Mexico kidnapping attempt leaves 8 dead
Reporting from Mexico City — A kidnapping attempt in northern Mexico led to a highway car chase and gun battle that left seven gunmen and a federal police officer dead, Mexican authorities said.
The federal Public Safety Ministry said two kidnapping victims were freed after the late-Monday shootout with gunmen believed to belong to the drug-trafficking gang known as the Zetas.
Federal police in Coahuila state went to a shopping center in the city of Torreon after getting a report that two people had been taken captive. When the officers arrived, the suspects opened fire, authorities said.
One gunman was killed and another seriously wounded in the exchange of fire.
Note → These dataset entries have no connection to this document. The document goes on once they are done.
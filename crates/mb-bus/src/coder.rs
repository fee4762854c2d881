//! Typed register access over a transport
//!
//! [`RegisterCoder`] turns descriptor lists into block reads, decodes each
//! descriptor on its own (one bad value never hides the others) and keeps a
//! small cache so descriptors with a `max_age` are not re-read while fresh.
//! The cache holds raw words, so descriptors that share registers but differ
//! in format or scale each decode their own value from it.

use std::collections::HashMap;
use std::time::Duration;

use mb_register::{Access, CodecError, ReadPlanner, RegisterDescriptor, Value};
use tokio::time::Instant;
use tracing::trace;

use crate::client::Request;
use crate::error::BusError;
use crate::handle::TransportHandle;

#[derive(Debug, Clone, PartialEq, Eq, Hash)]
struct CacheKey {
    unit: u8,
    access: Access,
    address: u16,
    count: u16,
}

impl CacheKey {
    fn new(unit: u8, reg: &RegisterDescriptor) -> Self {
        Self {
            unit,
            access: reg.access,
            address: reg.address,
            count: reg.count(),
        }
    }
}

#[derive(Debug, Clone)]
struct Cached {
    words: Vec<u16>,
    read_at: Instant,
}

/// Reads and writes typed registers
#[derive(Debug, Clone, Default)]
pub struct RegisterCoder {
    planner: ReadPlanner,
    timeout: Option<Duration>,
    cache: HashMap<CacheKey, Cached>,
}

impl RegisterCoder {
    pub fn new() -> Self {
        Self::default()
    }

    /// Use a custom planner (block size, barriers)
    pub fn with_planner(planner: ReadPlanner) -> Self {
        Self {
            planner,
            ..Self::default()
        }
    }

    /// Response timeout for every request issued by this coder
    pub fn with_timeout(mut self, timeout: Duration) -> Self {
        self.timeout = Some(timeout);
        self
    }

    pub fn planner(&self) -> &ReadPlanner {
        &self.planner
    }

    /// Read `regs` from `unit`
    ///
    /// Returns one decode result per descriptor, in input order. Transport
    /// level failures (timeout, exception, closed link) abort the whole read.
    pub async fn read(
        &mut self,
        handle: &TransportHandle,
        unit: u8,
        regs: &[RegisterDescriptor],
    ) -> Result<Vec<Result<Value, CodecError>>, BusError> {
        let now = Instant::now();
        let mut results: Vec<Option<Result<Value, CodecError>>> = vec![None; regs.len()];
        let mut stale = Vec::new();

        for (i, reg) in regs.iter().enumerate() {
            match self.fresh(unit, reg, now) {
                Some(decoded) => results[i] = Some(decoded),
                None => stale.push(i),
            }
        }

        for block in self.planner.plan(regs, stale) {
            let mut request = Request::read(unit, block.access, block.start, block.count);
            if let Some(timeout) = self.timeout {
                request = request.with_timeout(timeout);
            }

            let words = handle
                .execute(request)
                .await?
                .into_registers()
                .unwrap_or_default();
            trace!(
                "unit {} {} {}+{}: {} words",
                unit,
                block.access,
                block.start,
                block.count,
                words.len()
            );

            let read_at = Instant::now();
            for &i in &block.members {
                let reg = &regs[i];
                let decoded = match block.slice(reg, &words) {
                    Some(own) => {
                        let decoded = reg.decode(own);
                        if decoded.is_ok() {
                            self.cache.insert(
                                CacheKey::new(unit, reg),
                                Cached {
                                    words: own.to_vec(),
                                    read_at,
                                },
                            );
                        }
                        decoded
                    }
                    None => Err(CodecError::WrongCount {
                        expected: reg.count(),
                        actual: words.len().saturating_sub((reg.address - block.start) as usize),
                    }),
                };
                results[i] = Some(decoded);
            }
        }

        Ok(results
            .into_iter()
            .map(|r| r.unwrap_or(Err(CodecError::WrongCount { expected: 0, actual: 0 })))
            .collect())
    }

    /// Read a single descriptor
    pub async fn read_one(
        &mut self,
        handle: &TransportHandle,
        unit: u8,
        reg: &RegisterDescriptor,
    ) -> Result<Value, BusError> {
        let mut results = self.read(handle, unit, std::slice::from_ref(reg)).await?;
        match results.pop() {
            Some(result) => Ok(result?),
            None => Err(CodecError::WrongCount {
                expected: reg.count(),
                actual: 0,
            }
            .into()),
        }
    }

    /// Encode and write one value, bypassing the cache
    pub async fn write(
        &mut self,
        handle: &TransportHandle,
        unit: u8,
        reg: &RegisterDescriptor,
        value: &Value,
    ) -> Result<(), BusError> {
        let words = reg.encode(value)?;
        let mut request = Request::write(unit, reg.address, words);
        if let Some(timeout) = self.timeout {
            request = request.with_timeout(timeout);
        }

        self.cache.remove(&CacheKey::new(unit, reg));
        handle.execute(request).await?;
        Ok(())
    }

    /// Forget every cached value
    pub fn invalidate(&mut self) {
        self.cache.clear();
    }

    fn fresh(
        &self,
        unit: u8,
        reg: &RegisterDescriptor,
        now: Instant,
    ) -> Option<Result<Value, CodecError>> {
        let max_age = reg.max_age?;
        let cached = self.cache.get(&CacheKey::new(unit, reg))?;
        if now.saturating_duration_since(cached.read_at) < max_age {
            Some(reg.decode(&cached.words))
        } else {
            None
        }
    }
}

#[cfg(test)]
mod tests {
    use super::*;
    use crate::testing::{FakeBus, FakeUnit};
    use crate::{BusMode, Endpoint, TransportConfig, TransportRegistry};
    use std::sync::Arc;

    async fn setup(unit: FakeUnit) -> (FakeBus, Arc<TransportHandle>) {
        let bus = FakeBus::new();
        bus.add_unit(9600, 2, unit);
        let registry = TransportRegistry::new(Arc::new(bus.clone()), TransportConfig::default());
        let handle = registry
            .acquire(&Endpoint::serial("/dev/ttyFAKE0", 9600, BusMode::Rtu))
            .await
            .unwrap();
        (bus, handle)
    }

    fn meter() -> FakeUnit {
        FakeUnit::new()
            .with_registers(0x0000, &[0x4366, 0x0000]) // 230.0 V
            .with_registers(0x0006, &[0x4120, 0x0000]) // 10.0 A
            .with_registers(0x000c, &[0x4500, 0x0000]) // 2048.0 W
            .with_register(0x001c, 16384)
    }

    #[tokio::test]
    async fn test_block_read_decodes_in_input_order() {
        let (bus, handle) = setup(meter()).await;
        let regs = vec![
            RegisterDescriptor::f32_be(0x000c),
            RegisterDescriptor::f32_be(0x0000),
            RegisterDescriptor::f32_be(0x0006),
        ];

        let mut coder = RegisterCoder::new();
        let values = coder.read(&handle, 2, &regs).await.unwrap();
        assert_eq!(values[0], Ok(Value::Float(2048.0)));
        assert_eq!(values[1], Ok(Value::Float(230.0)));
        assert_eq!(values[2], Ok(Value::Float(10.0)));

        // 0..2 and 6..8 and 12..14 are not contiguous
        assert_eq!(bus.calls().len(), 3);
    }

    #[tokio::test]
    async fn test_contiguous_registers_share_one_request() {
        let unit = FakeUnit::new().with_registers(0, &[1, 2, 3, 4]);
        let (bus, handle) = setup(unit).await;
        let regs = vec![
            RegisterDescriptor::u16(0),
            RegisterDescriptor::u16(1),
            RegisterDescriptor::u32_be(2),
        ];

        let values = RegisterCoder::new().read(&handle, 2, &regs).await.unwrap();
        assert_eq!(values[2], Ok(Value::Int(0x0003_0004)));
        assert_eq!(bus.calls().len(), 1);
    }

    #[tokio::test]
    async fn test_decode_error_is_per_descriptor() {
        let unit = FakeUnit::new().with_registers(0, &[1, 2]).truncate_reads(1);
        let (_bus, handle) = setup(unit).await;
        let regs = vec![RegisterDescriptor::u16(0), RegisterDescriptor::u16(1)];

        let values = RegisterCoder::new().read(&handle, 2, &regs).await.unwrap();
        assert_eq!(values[0], Ok(Value::Int(1)));
        assert!(matches!(values[1], Err(CodecError::WrongCount { .. })));
    }

    #[tokio::test(start_paused = true)]
    async fn test_max_age_skips_fresh_values() {
        let (bus, handle) = setup(meter()).await;
        let regs = vec![RegisterDescriptor::f32_be(0x0000).with_max_age(Duration::from_secs(5))];
        let mut coder = RegisterCoder::new();

        coder.read(&handle, 2, &regs).await.unwrap();
        assert_eq!(bus.calls().len(), 1);

        tokio::time::advance(Duration::from_secs(2)).await;
        let values = coder.read(&handle, 2, &regs).await.unwrap();
        assert_eq!(values[0], Ok(Value::Float(230.0)));
        assert_eq!(bus.calls().len(), 1);

        tokio::time::advance(Duration::from_secs(4)).await;
        coder.read(&handle, 2, &regs).await.unwrap();
        assert_eq!(bus.calls().len(), 2);
    }

    #[tokio::test(start_paused = true)]
    async fn test_cached_words_decode_per_descriptor() {
        let unit = FakeUnit::new().with_register(0, 100);
        let (bus, handle) = setup(unit).await;
        let max_age = Duration::from_secs(5);
        let regs = vec![
            RegisterDescriptor::u16(0).with_scale(10.0).with_max_age(max_age),
            RegisterDescriptor::u16(0).with_max_age(max_age),
            RegisterDescriptor::s16(0).with_scale(100.0).with_max_age(max_age),
        ];
        let mut coder = RegisterCoder::new();

        let first = coder.read(&handle, 2, &regs).await.unwrap();
        assert_eq!(first[0], Ok(Value::Float(10.0)));
        assert_eq!(first[1], Ok(Value::Int(100)));
        assert_eq!(first[2], Ok(Value::Float(1.0)));
        assert_eq!(bus.calls().len(), 1);

        tokio::time::advance(Duration::from_secs(1)).await;
        let second = coder.read(&handle, 2, &regs).await.unwrap();
        assert_eq!(second, first);
        assert_eq!(bus.calls().len(), 1);
    }

    #[tokio::test]
    async fn test_no_max_age_always_reads() {
        let (bus, handle) = setup(meter()).await;
        let regs = vec![RegisterDescriptor::u16(0x001c)];
        let mut coder = RegisterCoder::new();

        coder.read(&handle, 2, &regs).await.unwrap();
        coder.read(&handle, 2, &regs).await.unwrap();
        assert_eq!(bus.calls().len(), 2);
    }

    #[tokio::test(start_paused = true)]
    async fn test_timeout_aborts_read() {
        let (_bus, handle) = setup(meter()).await;
        let mut coder = RegisterCoder::new().with_timeout(Duration::from_millis(100));

        let err = coder
            .read(&handle, 5, &[RegisterDescriptor::u16(0x001c)])
            .await
            .unwrap_err();
        assert!(err.is_timeout());
    }

    #[tokio::test]
    async fn test_write_and_read_back() {
        let (bus, handle) = setup(meter()).await;
        let reg = RegisterDescriptor::u16(0x0100).with_scale(10.0);
        let mut coder = RegisterCoder::new();

        coder.write(&handle, 2, &reg, &Value::Float(5.0)).await.unwrap();
        assert_eq!(bus.register(9600, 2, 0x0100), Some(50));
        assert_eq!(
            coder.read_one(&handle, 2, &reg).await.unwrap(),
            Value::Float(5.0)
        );

        let err = coder
            .write(&handle, 2, &RegisterDescriptor::u16(0).input(), &Value::Int(1))
            .await
            .unwrap_err();
        assert!(matches!(err, BusError::Codec(CodecError::ReadOnly(_))));
    }
}
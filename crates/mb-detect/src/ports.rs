//! Serial port enumeration
//!
//! Lists the serial ports that could carry an RS-485 bus, so a scan can be
//! pointed at every USB adapter without naming them up front.

use serialport::{available_ports, SerialPortType};
use tracing::info;

use crate::error::DetectError;

/// Information about a serial port
#[derive(Debug, Clone, PartialEq, Eq)]
pub struct SerialPortInfo {
    /// Port name (e.g., /dev/ttyUSB0, COM3)
    pub port: String,
    /// USB Vendor ID (if USB)
    pub vid: Option<u16>,
    /// USB Product ID (if USB)
    pub pid: Option<u16>,
    pub serial_number: Option<String>,
    pub manufacturer: Option<String>,
    pub product: Option<String>,
}

impl SerialPortInfo {
    fn from_serialport(name: String, port_type: &SerialPortType) -> Self {
        match port_type {
            SerialPortType::UsbPort(usb) => Self {
                port: name,
                vid: Some(usb.vid),
                pid: Some(usb.pid),
                serial_number: usb.serial_number.clone(),
                manufacturer: usb.manufacturer.clone(),
                product: usb.product.clone(),
            },
            _ => Self {
                port: name,
                vid: None,
                pid: None,
                serial_number: None,
                manufacturer: None,
                product: None,
            },
        }
    }

    pub fn is_usb(&self) -> bool {
        self.vid.is_some()
    }

    /// One-line description for listings
    pub fn describe(&self) -> String {
        match (self.vid, self.pid) {
            (Some(vid), Some(pid)) => format!(
                "{} [{:04x}:{:04x}] {}",
                self.port,
                vid,
                pid,
                self.product.as_deref().unwrap_or("Unknown")
            ),
            _ => self.port.clone(),
        }
    }
}

/// Serial port lister
#[derive(Debug, Clone)]
pub struct PortLister {
    /// Skip ports whose name contains any of these
    skip_patterns: Vec<String>,
    usb_only: bool,
}

impl Default for PortLister {
    fn default() -> Self {
        Self::new()
    }
}

impl PortLister {
    /// Create a lister that skips Bluetooth and debug ports
    pub fn new() -> Self {
        Self {
            skip_patterns: vec!["Bluetooth".to_string(), "debug".to_string()],
            usb_only: false,
        }
    }

    /// Only list USB adapters
    pub fn usb_only(mut self) -> Self {
        self.usb_only = true;
        self
    }

    pub fn skip(mut self, pattern: impl Into<String>) -> Self {
        self.skip_patterns.push(pattern.into());
        self
    }

    /// Enumerate available serial ports
    pub fn enumerate(&self) -> Result<Vec<SerialPortInfo>, DetectError> {
        let ports =
            available_ports().map_err(|e| DetectError::EnumerationFailed(e.to_string()))?;

        let result: Vec<_> = ports
            .into_iter()
            .map(|p| SerialPortInfo::from_serialport(p.port_name, &p.port_type))
            .filter(|p| self.accepts(p))
            .collect();

        info!("Found {} serial port(s)", result.len());
        Ok(result)
    }

    fn accepts(&self, port: &SerialPortInfo) -> bool {
        if self.usb_only && !port.is_usb() {
            return false;
        }
        !self.skip_patterns.iter().any(|p| port.port.contains(p.as_str()))
    }
}

#[cfg(test)]
mod tests {
    use super::*;
    use serialport::UsbPortInfo;

    fn usb_adapter() -> SerialPortInfo {
        let usb = SerialPortType::UsbPort(UsbPortInfo {
            vid: 0x0403,
            pid: 0x6001,
            serial_number: Some("A10K3Z".to_string()),
            manufacturer: Some("FTDI".to_string()),
            product: Some("USB-RS485".to_string()),
        });
        SerialPortInfo::from_serialport("/dev/ttyUSB0".to_string(), &usb)
    }

    #[test]
    fn test_usb_port_info() {
        let info = usb_adapter();
        assert!(info.is_usb());
        assert_eq!(info.describe(), "/dev/ttyUSB0 [0403:6001] USB-RS485");
    }

    #[test]
    fn test_non_usb_port() {
        let info =
            SerialPortInfo::from_serialport("/dev/ttyS0".to_string(), &SerialPortType::Unknown);
        assert!(!info.is_usb());
        assert_eq!(info.describe(), "/dev/ttyS0");
    }

    #[test]
    fn test_filters() {
        let lister = PortLister::new().usb_only();
        assert!(lister.accepts(&usb_adapter()));

        let builtin =
            SerialPortInfo::from_serialport("/dev/ttyS0".to_string(), &SerialPortType::Unknown);
        assert!(!lister.accepts(&builtin));
        assert!(PortLister::new().accepts(&builtin));

        let bt = SerialPortInfo::from_serialport(
            "/dev/cu.Bluetooth-Incoming-Port".to_string(),
            &SerialPortType::Unknown,
        );
        assert!(!PortLister::new().accepts(&bt));
        assert!(!PortLister::new().skip("ttyUSB").accepts(&usb_adapter()));
    }
}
Police chased the remaining suspects down a highway, where another gunfight broke out. Six gunmen and the federal officer died during that exchange. Three officers were wounded.
Authorities said Mexican soldiers helped free the two kidnapping victims, who suffered light wounds.
The Zetas, once the armed wing of the Gulf cartel, have increasingly branched out on their own and are seen by Mexican authorities as one of the country’s most brutal crime groups, known for gruesome tactics such as beheading victims.
In addition to drug trafficking, authorities say, the Zetas are involved in extortion, kidnapping, producing pirated CDs and DVDs, sales of alcohol and migrant smuggling.
The gang has been locked in a bloody turf war in western Mexico with a gang known as La Familia, which on Monday posted banners around the state of Michoacan calling on Mexicans to join its fight against the Zetas.
The highway shootout was the latest outbreak of violence in Torreon, which is the center of a region known as the Laguna, a major milk producer.
Early Sunday, 10 people died and 13 were wounded when four gunmen in a convoy burst into a Torreon bar and opened fire with high-powered weapons. Bodies were strewn on the sidewalk outside and inside the bar.
On Tuesday, a written message surfaced on YouTube that referred to the Sunday slayings. It warned Torreon authorities and residents against having anything to do with the Zetas, including patronizing bars that it said the gang runs.